Despite the regulatory setback, analysts appear optimistic, noting that Harmony’s long-term prospects remain bright given the development of its high-dose formulation of its sleep-regulating drug Wakix.
Harmony Biosciences has been looking to tack a new indication, idiopathic hypersomnia, onto the label of its excessive daytime sleepiness drug Wakix—but the FDA declined to even review the biotech’s application.
On Wednesday, Harmony announced that it had received a Refusal to File (RTF) letter, which the FDA issues to drug sponsors in case of incomplete submissions, informing them that their applications cannot be reviewed. Harmony CEO Jeffrey Dayno in a statement called the regulator’s decision a “short-term setback” for the company but ultimately one that won’t affect the business in the long run.
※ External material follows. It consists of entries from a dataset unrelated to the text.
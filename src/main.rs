use anyhow::Context;

mod app;
mod auth;
mod categories;
mod config;
mod error;
mod params;
mod products;
mod state;
mod users;

use crate::state::AppState;

#[tokio::main]
async fn main() -> anyhow::Result<()> {
    dotenvy::dotenv().ok();

    let env_filter = std::env::var("RUST_LOG")
        .unwrap_or_else(|_| "storefront=debug,axum=info,tower_http=info".to_string());
    let json_logs = std::env::var("LOG_FORMAT")
        .map(|v| v == "json")
        .unwrap_or(false);

    if json_logs {
        tracing_subscriber::fmt()
            .with_env_filter(env_filter)
            .with_target(false)
            .json()
            .init();
    } else {
        tracing_subscriber::fmt().with_env_filter(env_filter).init();
    }

    let app_state = AppState::init().await?;

    sqlx::migrate!("./migrations")
        .run(&app_state.db)
        .await
        .context("run migrations")?;

    let app = app::build_app(app_state.clone());
    app::serve(app).await?;

    // Server stopped accepting requests; release the pool.
    app_state.shutdown().await;

    Ok(())
}
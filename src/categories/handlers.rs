use axum::{
    extract::{Path, State},
    http::StatusCode,
    routing::get,
    Json, Router,
};
use tracing::{info, instrument, warn};

use crate::{
    categories::{dto::CategoryRequest, repo, repo::Category},
    error::ApiError,
    params,
    products,
    state::AppState,
};

pub fn category_routes() -> Router<AppState> {
    Router::new()
        .route("/categories", get(list_categories).post(create_category))
        .route(
            "/categories/:id",
            get(get_category).put(update_category).delete(delete_category),
        )
}

#[instrument(skip(state))]
pub async fn list_categories(
    State(state): State<AppState>,
) -> Result<Json<Vec<Category>>, ApiError> {
    let categories = repo::list(&state.db).await?;
    Ok(Json(categories))
}

#[instrument(skip(state))]
pub async fn get_category(
    State(state): State<AppState>,
    Path(id): Path<String>,
) -> Result<Json<Category>, ApiError> {
    let id = params::parse_id(&id)?;
    let category = repo::find_by_id(&state.db, id).await?.ok_or_else(|| {
        ApiError::NotFound(format!("Category with an ID of {id} does not exist."))
    })?;
    Ok(Json(category))
}

#[instrument(skip(state, payload))]
pub async fn create_category(
    State(state): State<AppState>,
    Json(payload): Json<CategoryRequest>,
) -> Result<(StatusCode, Json<Category>), ApiError> {
    let name = payload.name.unwrap_or_default();
    if name.trim().is_empty() {
        return Err(ApiError::Unprocessable("Name is required.".into()));
    }

    let mut tx = state.db.begin().await?;

    if repo::name_exists(&mut *tx, &name).await? {
        warn!(%name, "duplicate category name");
        return Err(ApiError::Conflict(format!(
            "Category '{name}' already exists."
        )));
    }

    let category = repo::insert(&mut *tx, &name).await?;
    tx.commit().await?;

    info!(category_id = category.id, "category created");
    Ok((StatusCode::CREATED, Json(category)))
}

#[instrument(skip(state, payload))]
pub async fn update_category(
    State(state): State<AppState>,
    Path(id): Path<String>,
    Json(payload): Json<CategoryRequest>,
) -> Result<Json<Category>, ApiError> {
    let id = params::parse_id(&id)?;

    let name = payload.name.unwrap_or_default();
    if name.trim().is_empty() {
        return Err(ApiError::Unprocessable("Name is required.".into()));
    }

    let mut tx = state.db.begin().await?;

    // The uniqueness check does not exclude the row being updated; renaming a
    // category to its current name is a conflict.
    if repo::name_exists(&mut *tx, &name).await? {
        warn!(%name, "duplicate category name");
        return Err(ApiError::Conflict(format!(
            "Category '{name}' already exists."
        )));
    }

    let Some(category) = repo::update(&mut *tx, id, &name).await? else {
        return Err(ApiError::NotFound(format!(
            "Category with an ID of {id} does not exist."
        )));
    };
    tx.commit().await?;

    info!(category_id = category.id, "category updated");
    Ok(Json(category))
}

#[instrument(skip(state))]
pub async fn delete_category(
    State(state): State<AppState>,
    Path(id): Path<String>,
) -> Result<StatusCode, ApiError> {
    let id = params::parse_id(&id)?;

    let mut tx = state.db.begin().await?;

    let count = products::repo::count_by_category(&mut *tx, id).await?;
    if count > 0 {
        warn!(category_id = id, count, "category still referenced");
        return Err(ApiError::Conflict(referenced_message(id, count)));
    }

    if !repo::delete(&mut *tx, id).await? {
        return Err(ApiError::NotFound(format!(
            "Category with an ID of {id} does not exist"
        )));
    }
    tx.commit().await?;

    info!(category_id = id, "category deleted");
    Ok(StatusCode::NO_CONTENT)
}

fn referenced_message(id: i32, count: i64) -> String {
    let noun = if count > 1 { "products" } else { "product" };
    format!("Category with an ID of {id} is being used in {count} {noun}.")
}

#[cfg(test)]
mod tests {
    use super::*;

    #[test]
    fn referenced_message_pluralizes() {
        assert_eq!(
            referenced_message(3, 1),
            "Category with an ID of 3 is being used in 1 product."
        );
        assert_eq!(
            referenced_message(3, 2),
            "Category with an ID of 3 is being used in 2 products."
        );
        assert_eq!(
            referenced_message(10, 17),
            "Category with an ID of 10 is being used in 17 products."
        );
    }
}
use axum::{extract::State, routing::get, Json, Router};
use tracing::instrument;

use crate::{
    auth::extractors::AuthUser,
    error::ApiError,
    state::AppState,
    users::{dto::CurrentUserResponse, repo, repo::User},
};

pub fn user_routes() -> Router<AppState> {
    Router::new()
        .route("/users", get(list_users))
        .route("/users/current", get(current_user))
}

#[instrument(skip(state))]
pub async fn list_users(State(state): State<AppState>) -> Result<Json<Vec<User>>, ApiError> {
    let users = repo::list(&state.db).await?;
    Ok(Json(users))
}

#[instrument(skip(state))]
pub async fn current_user(
    State(state): State<AppState>,
    AuthUser(user_id): AuthUser,
) -> Result<Json<CurrentUserResponse>, ApiError> {
    let user = repo::find_by_id(&state.db, user_id).await?;
    Ok(Json(CurrentUserResponse {
        id: user.id,
        name: user.name,
        email: user.email,
    }))
}
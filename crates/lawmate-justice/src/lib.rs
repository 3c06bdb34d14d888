//! Judicature search: recent Czech court decisions relevant to a question.
//!
//! The dispatcher only sees [`CaseSearch`]; [`JusticeClient`] walks the
//! `rozhodnuti.justice.cz` open-data feed day by day and ranks decisions by
//! keyword overlap with the question.

pub mod client;

pub use client::{Decision, JusticeClient, SearchError};

use async_trait::async_trait;
use lawmate_core::Citation;
use serde::{Deserialize, Serialize};

pub const DEFAULT_LOOKBACK_DAYS: u32 = 14;
pub const DEFAULT_MAX_ITEMS_PER_DAY: usize = 200;
/// Citations returned per question.
pub const MAX_RESULTS: usize = 5;

#[derive(Debug, Clone, Copy, PartialEq, Eq, Serialize, Deserialize)]
pub struct JusticeConfig {
    /// How many days back to look; 0 disables the search.
    pub lookback_days: u32,
    pub max_items_per_day: usize,
}

impl Default for JusticeConfig {
    fn default() -> Self {
        Self {
            lookback_days: DEFAULT_LOOKBACK_DAYS,
            max_items_per_day: DEFAULT_MAX_ITEMS_PER_DAY,
        }
    }
}

/// Best-effort lookup of court decisions. An empty result is valid.
#[async_trait]
pub trait CaseSearch: Send + Sync {
    async fn search_cases(
        &self,
        query_text: &str,
        max_age_days: u32,
    ) -> Result<Vec<Citation>, SearchError>;
}

/// Search that never finds anything, for offline use.
#[derive(Debug, Clone, Copy, Default)]
pub struct NoSearch;

#[async_trait]
impl CaseSearch for NoSearch {
    async fn search_cases(&self, _: &str, _: u32) -> Result<Vec<Citation>, SearchError> {
        Ok(Vec::new())
    }
}
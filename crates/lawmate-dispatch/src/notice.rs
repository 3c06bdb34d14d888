//! The one human-readable line shown when a fallback provider answered.

use lawmate_ai::LlmError;
use lawmate_core::ProviderKind;

fn provider_label(kind: ProviderKind) -> &'static str {
    match kind {
        ProviderKind::OpenAi => "OpenAI",
        ProviderKind::OllamaLocal => "Ollama (lokálně)",
        ProviderKind::OllamaCloud => "Ollama Cloud",
        ProviderKind::Mock => "offline režim",
    }
}

/// Short user-facing reason; never the raw provider response.
fn reason(err: &LlmError) -> &'static str {
    match err {
        LlmError::Auth(_) => "chybí nebo je neplatný API klíč",
        LlmError::RateLimit { .. } => "poskytovatel omezil počet požadavků",
        LlmError::Network(_) => "nepodařilo se spojit se serverem",
        LlmError::Provider { .. } => "poskytovatel vrátil chybu",
        LlmError::BackendUnavailable { .. } => {
            "lokální server Ollama neběží (spusťte `ollama serve`)"
        }
        LlmError::ModelNotFound(_) | LlmError::ModelAcquisition { .. } => {
            "model není k dispozici"
        }
        LlmError::Cancelled => "požadavek byl zrušen",
    }
}

pub fn fallback_notice(primary: ProviderKind, error: &LlmError, used: ProviderKind) -> String {
    format!(
        "{} nebyl dostupný: {}. Odpověď připravil záložní poskytovatel: {}.",
        provider_label(primary),
        reason(error),
        provider_label(used)
    )
}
“Our long-term strategy for [Wakix] in [idiopathic hypersomnia (IH)] remains firmly on track with our focus on” the high-dose (HD) formulation of the drug, Dayno added. “Our long-term business strategy has always been to extend our leadership in sleep/wake through the development of [Wakix] HD . . . which represents the more significant opportunity in IH given its optimized profile.”
Analysts at H.C. Wainwright agreed with Dayno, writing in an investor note late Wednesday that the biotech’s “long-term strategy remains intact,” with the HD formulation of Wakix making up the bulk of the company’s valuation for the research firm. “Thus, while the RTF is a setback,” the analysts wrote, “we continue to view the long-term opportunity favorably.”
The regulatory setback on Wednesday will not affect Harmony’s 2025 financial outlook; the biotech expects $820 million to $860 million in net revenue this year.
Harmony is gearing up to start a Phase III narcolepsy trial for HD Wakix in the fourth quarter of 2025, designed to assess narcolepsy-related fatigue, which the biotech considers a novel endpoint.
Wakix is an antagonist of the histamine-3 receptor, which is a known player in promoting wakefulness, though the drug’s exact mechanism of action has not yet been completely elucidated, as per its label. The FDA first cleared Wakix in 2019 for adults with narcolepsy suffering from excessive daytime sleepiness.
In October 2023, Harmony released topline data from the Phase III INTUNE study, demonstrating that Wakix elicited treatment responses in 83% of patients with idiopathic hypersomnia, a rare neurological disorder characterized by excessive daytime sleepiness, sleep inertia and brain fog. The drug, however, missed its primary endpoint of a significant four-week improvement in daytime sleepiness, as measured by the Epworth Sleepiness Scale.